Recorded data
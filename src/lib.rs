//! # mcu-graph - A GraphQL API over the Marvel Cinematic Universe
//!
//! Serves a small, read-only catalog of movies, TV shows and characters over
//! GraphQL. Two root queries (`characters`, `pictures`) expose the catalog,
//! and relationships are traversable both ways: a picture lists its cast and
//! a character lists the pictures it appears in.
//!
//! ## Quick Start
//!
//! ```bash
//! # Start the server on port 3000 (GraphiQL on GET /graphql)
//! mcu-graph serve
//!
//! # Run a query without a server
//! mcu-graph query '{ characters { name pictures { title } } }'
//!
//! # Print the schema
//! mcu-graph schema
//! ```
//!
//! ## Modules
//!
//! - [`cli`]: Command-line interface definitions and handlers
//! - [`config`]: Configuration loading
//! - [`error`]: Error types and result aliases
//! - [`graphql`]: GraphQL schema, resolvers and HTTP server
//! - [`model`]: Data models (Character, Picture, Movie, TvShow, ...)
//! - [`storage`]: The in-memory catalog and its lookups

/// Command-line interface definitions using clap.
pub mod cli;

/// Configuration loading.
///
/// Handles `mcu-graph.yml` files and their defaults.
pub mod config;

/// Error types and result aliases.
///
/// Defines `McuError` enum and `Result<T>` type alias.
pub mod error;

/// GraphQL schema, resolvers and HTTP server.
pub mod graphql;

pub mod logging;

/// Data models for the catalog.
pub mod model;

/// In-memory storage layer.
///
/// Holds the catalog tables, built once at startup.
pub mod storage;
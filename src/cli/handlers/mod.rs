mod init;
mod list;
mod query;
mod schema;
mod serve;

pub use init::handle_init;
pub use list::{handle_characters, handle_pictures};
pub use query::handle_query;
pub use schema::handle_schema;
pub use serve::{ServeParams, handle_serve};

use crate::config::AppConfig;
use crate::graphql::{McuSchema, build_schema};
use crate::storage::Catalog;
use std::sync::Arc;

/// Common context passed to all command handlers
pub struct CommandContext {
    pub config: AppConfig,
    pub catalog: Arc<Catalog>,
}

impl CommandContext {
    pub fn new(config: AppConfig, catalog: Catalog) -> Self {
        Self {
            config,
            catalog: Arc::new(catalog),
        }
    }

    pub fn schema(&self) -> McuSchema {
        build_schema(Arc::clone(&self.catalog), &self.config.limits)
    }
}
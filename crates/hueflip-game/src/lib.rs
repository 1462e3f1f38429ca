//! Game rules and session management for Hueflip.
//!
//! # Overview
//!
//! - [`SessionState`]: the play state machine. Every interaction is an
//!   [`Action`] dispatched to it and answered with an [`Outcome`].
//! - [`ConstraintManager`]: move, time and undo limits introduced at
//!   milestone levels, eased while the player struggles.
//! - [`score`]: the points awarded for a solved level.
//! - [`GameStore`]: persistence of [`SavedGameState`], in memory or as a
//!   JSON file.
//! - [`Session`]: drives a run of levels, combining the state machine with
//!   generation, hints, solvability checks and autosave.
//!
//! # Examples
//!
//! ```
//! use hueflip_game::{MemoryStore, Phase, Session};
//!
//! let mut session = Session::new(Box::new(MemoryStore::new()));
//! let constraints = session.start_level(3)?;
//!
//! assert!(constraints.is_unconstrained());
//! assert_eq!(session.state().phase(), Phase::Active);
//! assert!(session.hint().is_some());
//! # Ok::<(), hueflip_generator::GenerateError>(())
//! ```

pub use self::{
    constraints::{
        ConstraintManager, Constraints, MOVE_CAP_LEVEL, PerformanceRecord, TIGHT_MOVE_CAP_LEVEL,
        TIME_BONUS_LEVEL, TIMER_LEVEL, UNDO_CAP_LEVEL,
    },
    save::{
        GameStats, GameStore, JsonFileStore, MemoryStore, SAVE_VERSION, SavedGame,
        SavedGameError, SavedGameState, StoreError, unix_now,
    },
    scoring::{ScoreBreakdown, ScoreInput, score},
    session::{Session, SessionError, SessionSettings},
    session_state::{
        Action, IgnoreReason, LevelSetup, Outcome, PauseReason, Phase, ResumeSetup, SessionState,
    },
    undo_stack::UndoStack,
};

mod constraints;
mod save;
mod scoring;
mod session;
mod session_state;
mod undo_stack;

**WHAT THIS TASK INVOLVES**
Only the lines above that include the word "Phase" belong in the answer; copy each one.

**SOLVED PROBLEM**
//! use hueflip_game::{MemoryStore, Phase, Session};
//! assert_eq!(session.state().phase(), Phase::Active);
        Action, IgnoreReason, LevelSetup, Outcome, PauseReason, Phase, ResumeSetup, SessionState,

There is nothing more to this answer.